他方、淮河衛士の活動については、これまでの基層での調査・実践から、メディアを通した社会的影響力の拡大や政策決定過程への参加といった新しい側面が見られることも、注目されるところである。特に、今年度、水利事業の一環として、安全飲水工程が沙穎河流域村落で開始され、22の村で黄孟栄村のような深井戸を水源とする簡易水道の設置を政府事業として進められているが(ただ、東孫楼村ではポンプの電源部分が早くも故障していたり、メインパイプから各家庭へのパイプは各家庭自己負担となっており、しかもその負担額は村民の平均年収に匹敵する程度のものであることから末端まで普及が進んでいなかたりするなどの問題点が見られた)、これは昨年末頃に国家環境保護総局が北京で淮河水汚染問題について開いた会議に呼ばれた霍氏が提起したものだという。また、メディアの影響という意味では、霍氏によると、蓮花集団の幹部の霍氏に対する態度が変わった(他們現在很客気)という。

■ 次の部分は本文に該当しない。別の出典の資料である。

//! Escape sequences for delimiter characters carried as data.
//!
//! | Sequence | Meaning |
//! |---|---|
//! | `\F\` | field separator |
//! | `\S\` | component separator |
//! | `\T\` | sub-component separator |
//! | `\R\` | repetition separator |
//! | `\E\` | escape character |
//!
//! Any other escape sequence (`\X0D\`, `\.br\`...) is left verbatim by [`unescape`].

use std::borrow::Cow;

use super::Delimiters;

/// Replaces every delimiter character in `value` with its escape sequence.
pub fn escape<'a>(value: &'a str, delimiters: &Delimiters) -> Cow<'a, str> {
    if !value.chars().any(|c| delimiters.is_reserved(c)) {
        return Cow::Borrowed(value);
    }

    let mut out = String::with_capacity(value.len() + 8);
    for c in value.chars() {
        match code_for(c, delimiters) {
            Some(code) => {
                out.push(delimiters.escape);
                out.push(code);
                out.push(delimiters.escape);
            }
            None => out.push(c),
        }
    }
    Cow::Owned(out)
}

/// Reverses [`escape`]. Unrecognised or unterminated sequences pass through untouched.
pub fn unescape<'a>(value: &'a str, delimiters: &Delimiters) -> Cow<'a, str> {
    if !value.contains(delimiters.escape) {
        return Cow::Borrowed(value);
    }

    let chars: Vec<char> = value.chars().collect();
    let mut out = String::with_capacity(value.len());
    let mut i = 0;
    while i < chars.len() {
        let c = chars[i];
        if c == delimiters.escape {
            // single letter sequences only: \F\ \S\ \T\ \R\ \E\
            if i + 2 < chars.len() && chars[i + 2] == delimiters.escape {
                if let Some(literal) = char_for(chars[i + 1], delimiters) {
                    out.push(literal);
                    i += 3;
                    continue;
                }
            }
        }
        out.push(c);
        i += 1;
    }
    Cow::Owned(out)
}

fn code_for(c: char, delimiters: &Delimiters) -> Option<char> {
    if c == delimiters.field {
        Some('F')
    } else if c == delimiters.component {
        Some('S')
    } else if c == delimiters.sub_component {
        Some('T')
    } else if c == delimiters.repetition {
        Some('R')
    } else if c == delimiters.escape {
        Some('E')
    } else {
        None
    }
}

fn char_for(code: char, delimiters: &Delimiters) -> Option<char> {
    match code {
        'F' => Some(delimiters.field),
        'S' => Some(delimiters.component),
        'T' => Some(delimiters.sub_component),
        'R' => Some(delimiters.repetition),
        'E' => Some(delimiters.escape),
        _ => None,
    }
}

#[cfg(test)]
mod tests {
    use super::*;
    use proptest::prelude::*;

    #[test]
    fn escapes_every_reserved_character() {
        let d = Delimiters::default();
        assert_eq!(escape("a|b^c~d\\e&f", &d), "a\\F\\b\\S\\c\\R\\d\\E\\e\\T\\f");
    }

    #[test]
    fn plain_text_is_borrowed() {
        let d = Delimiters::default();
        assert!(matches!(escape("plain", &d), Cow::Borrowed(_)));
        assert!(matches!(unescape("plain", &d), Cow::Borrowed(_)));
    }

    #[test]
    fn unescapes_known_sequences() {
        let d = Delimiters::default();
        assert_eq!(unescape("Smith\\S\\Jones \\T\\ Co", &d), "Smith^Jones & Co");
    }

    #[test]
    fn unknown_and_dangling_sequences_pass_through() {
        let d = Delimiters::default();
        assert_eq!(unescape("line\\.br\\next", &d), "line\\.br\\next");
        assert_eq!(unescape("ends with \\", &d), "ends with \\");
        assert_eq!(unescape("\\F", &d), "\\F");
    }

    #[test]
    fn honours_custom_delimiters() {
        let d = Delimiters::extract("MSH#$%!*#");
        assert_eq!(escape("a#b$c", &d), "a!F!b!S!c");
        assert_eq!(unescape("a!F!b!S!c", &d), "a#b$c");
    }

    #[test]
    fn escaped_text_survives_a_round_trip() {
        let d = Delimiters::default();
        let escaped = "\\F\\\\S\\\\T\\\\R\\\\E\\";
        assert_eq!(escape(&unescape(escaped, &d), &d), escaped);
    }

    proptest! {
        #[test]
        fn unescape_inverts_escape(value in "[a-zA-Z0-9 |^~&\\\\]*") {
            let d = Delimiters::default();
            let escaped = escape(&value, &d).into_owned();
            prop_assert_eq!(unescape(&escaped, &d), value);
        }

        #[test]
        fn escape_inverts_unescape_on_escaped_text(value in "[a-zA-Z0-9 |^~&\\\\]*") {
            let d = Delimiters::default();
            let escaped = escape(&value, &d).into_owned();
            let decoded = unescape(&escaped, &d).into_owned();
            prop_assert_eq!(escape(&decoded, &d), escaped);
        }
    }
}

ただ、影響力が拡大し、企業幹部の態度も少し変わったといっても、例えば蓮花集団の味の素関連生産工場からの廃水の垂れ流しは(副総経理はすでに廃水処理の汚泥の無毒化と製品化によって廃水処理プラントの運転管理は工場にとって負担でないばかりか、その製品の売上によって利益さえ得て「循環経済」を実現しているというが)現実には依然として続けられていることから、その変化はあくまで表面的なレベルにとどまっていると言わざるを得ない。確かに丁集鎮では、最も水汚染負荷の大きい皮なめし工程をすべて一時停止して集中処理施設を建設している最中であったが、その正否についても竣工後の運転状況を見るまでは判断できない。また、蓮花集団の隠し排水管の敷設を受け入れている村(幹部)と蓮花集団との癒着も疑われている(現場で出会った村民は「村長が関知しないと言っているのだから、村民【老百姓】も関知しない」と話していた)。企業の環境汚染防止に対するインセンティブをどう改善するかは依然として大きな課題である。なお、蓮花集団には中日合資の企業が含まれている。

淮河衛士の今後の活動について、霍氏は訴訟を提起することに対しては一貫して慎重な態度を崩さなかった。その理由としては、汚染と疾病の因果関係をひとつとっても問題が大変複雑であることが容易に想像されること、淮河衛士のキャパシティの限界(現在事務局は実質家族4人で運営している状況)に加えて、同じ流域のなかの企業・行政と住民という関係の中で、淮河衛士の活動そのものが抑圧されないようにしなければならないという配慮があるように思われる。当面、基層での実践、メディアを通した影響力の拡大、そして上層部への陳情を活動の重点を置くとのことである。

霍氏は以前から、企業、政府、NGO(淮河衛士)による協議の場の設置を提案している。しかし、汚染企業と政府とのもたれ合い・癒着が疑われるなかでは、すぐには実現することは難しいであろう。逆に、そういう背景があるからこそ、一足飛びに訴訟を提起するよりも、淮河衛士の社会的認知及び影響力を高め、汚染企業や地元政府がその役割を無視できなくなるよう、地道に活動を積み上げていくことの方が得策であるかもしれない。